Taking a break at the office just now, I watched the simulation of the lunar descent and landing, and found the experience very moving. (“Tranquility base here… the Eagle has landed.” I did a fist pump and posted “W00t!” to my Twitter feed.)
As I was still poking around the site, listening to the audio from the surface of the moon, the phone rang. It was my 11yo son, his voice quavering. He had been sitting at his computer, watching the same thing I’d been enjoying. But on his computer, one of those intrusive, annoying, evil Adobe pop-ups had appeared, blocking the actual lunar landing.
I had maximized the browser window (following the advice on wechoosethemoon.org), so it’s probably the case that neither my son nor my wife knew that I had set them up to watch something that was on a website. My son does know enough to “cancel” out of a dialog box, but the Adobe popups don’t function like normal creatures.

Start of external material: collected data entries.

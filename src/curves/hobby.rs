//! Hobby's algorithm: smooth cubic splines through a sequence of points.
//!
//! The turning angle at each interior point is distributed between the two adjacent
//! segments by solving a tridiagonal system for the departure angles. The curl
//! parameter `omega` sets the end conditions (0 is straightest, 1 is most curled).

use glam::DVec2;

use crate::errors::GeometryError;
use crate::types::Point;

/// Default curl at the two open ends
pub const DEFAULT_OMEGA: f64 = 0.5;

/// Signed angle from `v` to `w`
fn angle_between(w: DVec2, v: DVec2) -> f64 {
    (w.y * v.x - w.x * v.y).atan2(v.x * w.x + v.y * w.y)
}

/// Velocity function with Hobby's constant `c = 2/3`
fn rho(alpha: f64, beta: f64) -> f64 {
    const C: f64 = 2.0 / 3.0;
    2.0 / (1.0 + C * beta.cos() + (1.0 - C) * alpha.cos())
}

/// Unit vector along `v` rotated by `theta`
fn rotate_unit(v: DVec2, theta: f64) -> DVec2 {
    DVec2::from_angle(theta).rotate(v).normalize()
}

/// Solve a tridiagonal system `a[i] x[i-1] + b[i] x[i] + c[i] x[i+1] = d[i]`
fn thomas(a: &[f64], b: &[f64], c: &[f64], d: &[f64]) -> Vec<f64> {
    let n = b.len();
    let mut cp = vec![0.0; n];
    let mut dp = vec![0.0; n];
    cp[0] = c[0] / b[0];
    dp[0] = d[0] / b[0];
    for i in 1..n {
        let denom = b[i] - cp[i - 1] * a[i];
        cp[i] = c[i] / denom;
        dp[i] = (d[i] - dp[i - 1] * a[i]) / denom;
    }
    let mut x = vec![0.0; n];
    x[n - 1] = dp[n - 1];
    for i in (0..n - 1).rev() {
        x[i] = dp[i] - cp[i] * x[i + 1];
    }
    x
}

/// Control points of a cubic spline through `points`.
///
/// Returns `3(n-1) + 1` points: each input point followed by the two control points
/// of the segment leaving it, then the final input point.
pub fn hobby_control_points(points: &[Point], omega: f64) -> Result<Vec<Point>, GeometryError> {
    if points.len() < 2 {
        return Err(GeometryError::TooFewPoints {
            needed: 2,
            got: points.len(),
        });
    }
    let n = points.len() - 1;
    let chords: Vec<DVec2> = points.windows(2).map(|w| w[1] - w[0]).collect();
    let d: Vec<f64> = chords.iter().map(|c| c.length()).collect();

    let mut gamma = vec![0.0; n + 1];
    for i in 1..n {
        gamma[i] = angle_between(chords[i], chords[i - 1]);
    }

    let mut a = vec![0.0; n + 1];
    let mut b = vec![0.0; n + 1];
    let mut c = vec![0.0; n + 1];
    let mut rhs = vec![0.0; n + 1];
    b[0] = 2.0 + omega;
    c[0] = 2.0 * omega + 1.0;
    rhs[0] = -c[0] * gamma[1];
    for i in 1..n {
        a[i] = 1.0 / d[i - 1];
        b[i] = (2.0 * d[i - 1] + 2.0 * d[i]) / (d[i - 1] * d[i]);
        c[i] = 1.0 / d[i];
        rhs[i] = -(2.0 * gamma[i] * d[i] + gamma[i + 1] * d[i - 1]) / (d[i - 1] * d[i]);
    }
    a[n] = 2.0 * omega + 1.0;
    b[n] = 2.0 + omega;

    let alpha = thomas(&a, &b, &c, &rhs);
    let mut beta: Vec<f64> = (1..=n).map(|i| -gamma[i] - alpha[i]).collect();
    beta[n - 1] = -alpha[n];

    let mut ctrl = Vec::with_capacity(3 * n + 1);
    for i in 0..n {
        let lead = rho(alpha[i], beta[i]) * d[i] / 3.0;
        let trail = rho(beta[i], alpha[i]) * d[i] / 3.0;
        ctrl.push(points[i]);
        ctrl.push(points[i] + rotate_unit(chords[i], alpha[i]) * lead);
        ctrl.push(points[i + 1] - rotate_unit(chords[i], -beta[i]) * trail);
    }
    ctrl.push(points[n]);
    Ok(ctrl)
}

#[cfg(test)]
mod tests {
    use super::*;
    use crate::curves::Spline;
    use crate::types::pt;

    #[test]
    fn needs_two_points() {
        assert_eq!(
            hobby_control_points(&[pt(1.0, 1.0)], DEFAULT_OMEGA),
            Err(GeometryError::TooFewPoints { needed: 2, got: 1 })
        );
    }

    #[test]
    fn straight_points_stay_straight() {
        let ctrl = hobby_control_points(&[pt(0.0, 0.0), pt(3.0, 0.0)], DEFAULT_OMEGA).unwrap();
        assert_eq!(ctrl.len(), 4);
        assert!(ctrl.iter().all(|p| p.y.abs() < 1e-12));
        assert!((ctrl[1].x - 1.0).abs() < 1e-12);
        assert!((ctrl[2].x - 2.0).abs() < 1e-12);
    }

    #[test]
    fn spline_passes_through_points() {
        let pts = [pt(0.0, 0.0), pt(1.0, 1.0), pt(2.0, 0.0), pt(3.0, 1.0)];
        let spline = Spline::hobby(&pts, DEFAULT_OMEGA).unwrap();
        assert_eq!(spline.points().len(), 10);
        for (i, p) in pts.iter().enumerate() {
            assert_eq!(spline.points()[3 * i], *p);
        }
    }

    #[test]
    fn symmetric_arch_has_symmetric_controls() {
        let pts = [pt(0.0, 0.0), pt(1.0, 1.0), pt(2.0, 0.0)];
        let ctrl = hobby_control_points(&pts, DEFAULT_OMEGA).unwrap();
        // Mirror of the first control point about x = 1 is the last control point
        assert!((ctrl[1].x - (2.0 - ctrl[5].x)).abs() < 1e-9);
        assert!((ctrl[1].y - ctrl[5].y).abs() < 1e-9);
        // The curve leaves the apex horizontally
        assert!((ctrl[3].y - ctrl[4].y).abs() < 1e-9);
    }
}
//! Declarative 2D plotting.
//!
//! Build a [`Diagram`], add components to it, and render it through any [`Drawing`]
//! backend. The bundled [`SvgDrawing`] produces an SVG document.
//!
//! ```
//! use plotru::{Diagram, PolyLine};
//!
//! let mut diagram = Diagram::graph();
//! diagram.add(PolyLine::new(vec![0.0, 1.0, 2.0], vec![0.0, 1.0, 4.0])?);
//! let svg = plotru::to_svg(&diagram)?;
//! assert!(svg.starts_with("<svg"));
//! # Ok::<(), miette::Report>(())
//! ```

pub mod components;
pub mod contour;
pub mod curves;
pub mod diagram;
pub mod errors;
pub mod format;
pub mod geometry;
pub mod layout;
pub mod log;
pub mod numeric;
pub mod render;
pub mod smith;
pub mod style;
pub mod ticks;
pub mod types;

pub use components::{
    ArcShape, BarAlign, Bars, BezierCurve, Bins, CircleShape, ColorbarPos, Component,
    ComponentExt, ComponentKind, Contour, EllipseShape, ErrorBar, FunctionCurve, Histogram,
    Implicit, InfiniteLine, IntegralFill, LineFill, PointMark, PolyLine, Scatter, Segment,
    SmithConstReactance, SmithConstResistance, SplineCurve, Text,
};
pub use diagram::{AxesKind, Diagram};
pub use errors::{ConfigError, GeometryError, PlotError, RenderError};
pub use format::NumberFormat;
pub use layout::{GridLayout, LegendLoc};
pub use render::{Drawing, Recorder, SvgDrawing, SvgOptions, TextMetrics, TextPosition};
pub use smith::SmithGridLevel;
pub use style::{Color, ColorCycle, Dash, MarkerShape, StyleOverride, Theme};
pub use types::{Point, Size, ViewBox, pt};

/// Render a diagram to an SVG document.
///
/// Returns the SVG string on success, or an error with diagnostics.
pub fn to_svg(diagram: &Diagram) -> Result<String, miette::Report> {
    Ok(diagram.to_svg(SvgOptions::default())?)
}

/// Render every diagram of a grid into one SVG document
pub fn grid_to_svg(grid: &GridLayout) -> Result<String, miette::Report> {
    let size = grid.canvas_size();
    let mut svg = SvgDrawing::new(size.width, size.height, SvgOptions::default());
    grid.render(&mut svg)?;
    Ok(svg.finish()?)
}

#[cfg(test)]
mod tests {
    use super::*;

    #[test]
    fn renders_simple_graph() {
        let mut diagram = Diagram::graph();
        diagram.add(PolyLine::new(vec![0.0, 1.0], vec![0.0, 1.0]).unwrap());
        let svg = to_svg(&diagram).unwrap();
        assert!(svg.starts_with("<svg"));
        assert!(svg.trim_end().ends_with("</svg>"));
    }

    #[test]
    fn renders_empty_diagrams_of_every_kind() {
        for diagram in [
            Diagram::plain(),
            Diagram::graph(),
            Diagram::quad(),
            Diagram::log(true, true),
            Diagram::polar(),
            Diagram::smith(SmithGridLevel::Coarse),
        ] {
            let kind = diagram.kind();
            assert!(to_svg(&diagram).is_ok(), "{kind:?}");
        }
    }

    #[test]
    fn renders_a_grid() {
        let grid = GridLayout::row([Diagram::graph(), Diagram::polar()]);
        let svg = grid_to_svg(&grid).unwrap();
        assert!(svg.contains("<circle"));
    }
}
impl Component for PolyLine {
    fn common(&self) -> &Common {
        &self.common
    }

    fn common_mut(&mut self) -> &mut Common {
        &mut self.common
    }

    fn datarange(&self) -> DataRange {
        DataRange::of_points(self.points.iter().copied())
    }

    fn draw(&self, ctx: &mut DrawContext<'_>) -> Result<(), RenderError> {
        let stroke = StrokeStyle::line(&ctx.style);
        let request = MarkerRequest::from(ctx.style.marker);
        if ctx.marked_polyline(&self.points, &stroke, request) == 0 {
            skip_degenerate("polyline", &self.common);
        }
        Ok(())
    }

    fn supports_log_transform(&self) -> bool {
        true
    }

    fn log_transform(&mut self, x: bool, y: bool) {
        log_points(&mut self.points, x, y);
    }
}

// ============================================================================
// Scatter
// ============================================================================

/// Markers at each data point, not joined
#[derive(Clone, Debug, PartialEq)]
pub struct Scatter {
    common: Common,
    points: Vec<Point>,
}

impl Scatter {
    pub fn new(x: Vec<f64>, y: Vec<f64>) -> Result<Self, ConfigError> {
        Ok(Scatter::from_points(zip_points(&x, &y, "scatter x vs y values")?))
    }

    pub fn from_points(points: Vec<Point>) -> Self {
        Scatter {
            common: Common::default(),
            points,
        }
    }
}

impl Component for Scatter {
    fn common(&self) -> &Common {
        &self.common
    }

    fn common_mut(&mut self) -> &mut Common {
        &mut self.common
    }

    fn base_style(&self, theme: &Theme) -> Style {
        theme.scatter.clone()
    }

    fn datarange(&self) -> DataRange {
        DataRange::of_points(self.points.iter().copied())
    }

    fn draw(&self, ctx: &mut DrawContext<'_>) -> Result<(), RenderError> {
        let shape = ctx.style.marker.unwrap_or(MarkerShape::Round);
        let request = MarkerRequest::Every(shape);
        if ctx.marked_polyline(&self.points, &StrokeStyle::none(), request) == 0 {
            skip_degenerate("scatter", &self.common);
        }
        Ok(())
    }

    fn supports_log_transform(&self) -> bool {
        true
    }

    fn log_transform(&mut self, x: bool, y: bool) {
        log_points(&mut self.points, x, y);
    }

    fn legend_stroke(&self, _style: &Style) -> StrokeStyle {
        StrokeStyle::none()
    }
}
//! Contour extraction by marching squares.
//!
//! Each grid cell is classified by which of its four corners lie below the level. The
//! sixteen cases reduce to seven edge pairs (each case and its complement cross the same
//! edges). The two saddle cases are ambiguous and emit nothing.

use crate::errors::ConfigError;
use crate::log::debug;
use crate::numeric::zrange;
use crate::types::{Point, pt};

/// Which contour levels to extract
#[derive(Clone, Debug, PartialEq)]
pub enum Levels {
    /// `n` evenly spaced levels between the data's minimum and maximum
    Count(usize),
    /// Explicit level values
    Values(Vec<f64>),
}

impl Default for Levels {
    fn default() -> Self {
        Levels::Count(7)
    }
}

impl Levels {
    /// Concrete level values for data spanning `[zmin, zmax]`
    pub fn resolve(&self, zmin: f64, zmax: f64) -> Vec<f64> {
        match self {
            Levels::Count(n) => {
                let step = (zmax - zmin) / (*n as f64 + 1.0);
                zrange(zmin, zmax, step)
            }
            Levels::Values(v) => v.clone(),
        }
    }
}

/// Segments of one contour level
#[derive(Clone, Debug, PartialEq)]
pub struct LevelSegments {
    pub level: f64,
    pub segments: Vec<(Point, Point)>,
}

/// Validated rectangular grid of samples, `z` stored row-major (`z[row][col]` is the
/// value at `(x[col], y[row])`)
struct Grid<'a> {
    x: &'a [f64],
    y: &'a [f64],
    z: Vec<f64>,
}

impl<'a> Grid<'a> {
    fn new(x: &'a [f64], y: &'a [f64], z: &[Vec<f64>]) -> Result<Self, ConfigError> {
        if z.len() != y.len() {
            return Err(ConfigError::MismatchedLengths {
                what: "contour rows vs y values",
                left: z.len(),
                right: y.len(),
            });
        }
        if let Some(row) = z.iter().find(|row| row.len() != x.len()) {
            return Err(ConfigError::MismatchedLengths {
                what: "contour row vs x values",
                left: row.len(),
                right: x.len(),
            });
        }
        if x.len() < 2 || y.len() < 2 {
            return Err(ConfigError::EmptyData {
                what: "contour (at least 2x2 samples)",
            });
        }
        Ok(Grid {
            x,
            y,
            z: z.iter().flatten().copied().collect(),
        })
    }

    #[inline]
    fn at(&self, row: usize, col: usize) -> f64 {
        self.z[row * self.x.len() + col]
    }

    fn level_segments(&self, level: f64) -> Vec<(Point, Point)> {
        let mut segments = Vec::new();
        for row in 0..self.y.len() - 1 {
            let (y0, h) = (self.y[row], self.y[row + 1] - self.y[row]);
            for col in 0..self.x.len() - 1 {
                let (x0, w) = (self.x[col], self.x[col + 1] - self.x[col]);
                let ll = self.at(row, col);
                let lr = self.at(row, col + 1);
                let ul = self.at(row + 1, col);
                let ur = self.at(row + 1, col + 1);

                let below = |v: f64| usize::from(v < level);
                let case = below(ll) + 2 * below(lr) + 4 * below(ur) + 8 * below(ul);

                let left = || pt(x0, y0 + h * (level - ll) / (ul - ll));
                let right = || pt(x0 + w, y0 + h * (level - lr) / (ur - lr));
                let bottom = || pt(x0 + w * (level - ll) / (lr - ll), y0);
                let top = || pt(x0 + w * (level - ul) / (ur - ul), y0 + h);

                let seg = match case {
                    1 | 14 => (left(), bottom()),
                    2 | 13 => (right(), bottom()),
                    3 | 12 => (left(), right()),
                    4 | 11 => (top(), right()),
                    6 | 9 => (top(), bottom()),
                    7 | 8 => (left(), top()),
                    // 0 and 15 have no crossing; saddles 5 and 10 are ambiguous
                    _ => continue,
                };
                segments.push(seg);
            }
        }
        segments
    }
}

/// Extract contour segments from `z` sampled on the grid `x` by `y`
pub fn marching_squares(
    x: &[f64],
    y: &[f64],
    z: &[Vec<f64>],
    levels: &Levels,
) -> Result<Vec<LevelSegments>, ConfigError> {
    let grid = Grid::new(x, y, z)?;
    let (zmin, zmax) = z_extent(z).unwrap_or((0.0, 0.0));
    let values = levels.resolve(zmin, zmax);
    debug!(levels = values.len(), zmin, zmax, "extracting contours");

    Ok(values
        .into_iter()
        .map(|level| LevelSegments {
            level,
            segments: grid.level_segments(level),
        })
        .collect())
}

/// Minimum and maximum of the finite values in `z`
pub fn z_extent(z: &[Vec<f64>]) -> Option<(f64, f64)> {
    let (lo, hi) = z
        .iter()
        .flatten()
        .filter(|v| v.is_finite())
        .fold((f64::INFINITY, f64::NEG_INFINITY), |(lo, hi), &v| {
            (lo.min(v), hi.max(v))
        });
    (lo <= hi).then_some((lo, hi))
}

#[cfg(test)]
mod tests {
    use super::*;

    fn bump() -> (Vec<f64>, Vec<f64>, Vec<Vec<f64>>) {
        (
            vec![0.0, 1.0, 2.0],
            vec![0.0, 1.0, 2.0],
            vec![
                vec![0.0, 0.0, 0.0],
                vec![0.0, 1.0, 0.0],
                vec![0.0, 0.0, 0.0],
            ],
        )
    }

    #[test]
    fn single_peak_forms_diamond() {
        let (x, y, z) = bump();
        let out = marching_squares(&x, &y, &z, &Levels::Values(vec![0.5])).unwrap();
        assert_eq!(out.len(), 1);
        let segs = &out[0].segments;
        assert_eq!(segs.len(), 4);
        // Every endpoint sits halfway along an edge touching the center
        for (a, b) in segs {
            for p in [a, b] {
                let d = (p.x - 1.0).abs() + (p.y - 1.0).abs();
                assert!((d - 0.5).abs() < 1e-12, "{p:?}");
            }
        }
    }

    #[test]
    fn levels_outside_data_are_empty() {
        let (x, y, z) = bump();
        let out = marching_squares(&x, &y, &z, &Levels::Values(vec![-1.0, 2.0])).unwrap();
        assert!(out.iter().all(|l| l.segments.is_empty()));
    }

    #[test]
    fn count_levels_are_increasing() {
        let levels = Levels::Count(3).resolve(0.0, 8.0);
        assert_eq!(levels, vec![0.0, 2.0, 4.0, 6.0, 8.0]);
        assert!(levels.windows(2).all(|w| w[0] < w[1]));
    }

    #[test]
    fn saddle_is_skipped() {
        let x = vec![0.0, 1.0];
        let y = vec![0.0, 1.0];
        let z = vec![vec![1.0, 0.0], vec![0.0, 1.0]];
        let out = marching_squares(&x, &y, &z, &Levels::Values(vec![0.5])).unwrap();
        assert!(out[0].segments.is_empty());
    }

    #[test]
    fn straight_crossing() {
        let x = vec![0.0, 2.0];
        let y = vec![0.0, 1.0];
        let z = vec![vec![0.0, 4.0], vec![0.0, 4.0]];
        let out = marching_squares(&x, &y, &z, &Levels::Values(vec![1.0])).unwrap();
        assert_eq!(out[0].segments, vec![(pt(0.5, 1.0), pt(0.5, 0.0))]);
    }

    #[test]
    fn shape_is_validated() {
        let x = vec![0.0, 1.0, 2.0];
        let y = vec![0.0, 1.0];
        let z = vec![vec![0.0, 1.0, 2.0], vec![0.0, 1.0]];
        assert!(matches!(
            marching_squares(&x, &y, &z, &Levels::default()),
            Err(ConfigError::MismatchedLengths { .. })
        ));
        let z = vec![vec![0.0, 1.0, 2.0]];
        assert!(matches!(
            marching_squares(&x, &y, &z, &Levels::default()),
            Err(ConfigError::MismatchedLengths { .. })
        ));
        assert_eq!(z_extent(&[vec![3.0, f64::NAN, -1.0]]), Some((-1.0, 3.0)));
    }
}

On the phone, he says he tried closing the box, but it wouldn’t go away. When he sent his sister to explain the problem to my wife, a miscommunication happened, and my wife ended up thinking that my son had closed the web browser himself, and thus was responsible for the interruption. My son isn’t very articulate when he’s upset, and my wife is not exactly a techno-troubleshooter. So, according to Peter, there was shouting and consternation, and what should have been a powerful educational experience was ruined.
Thanks a heap, Adobe.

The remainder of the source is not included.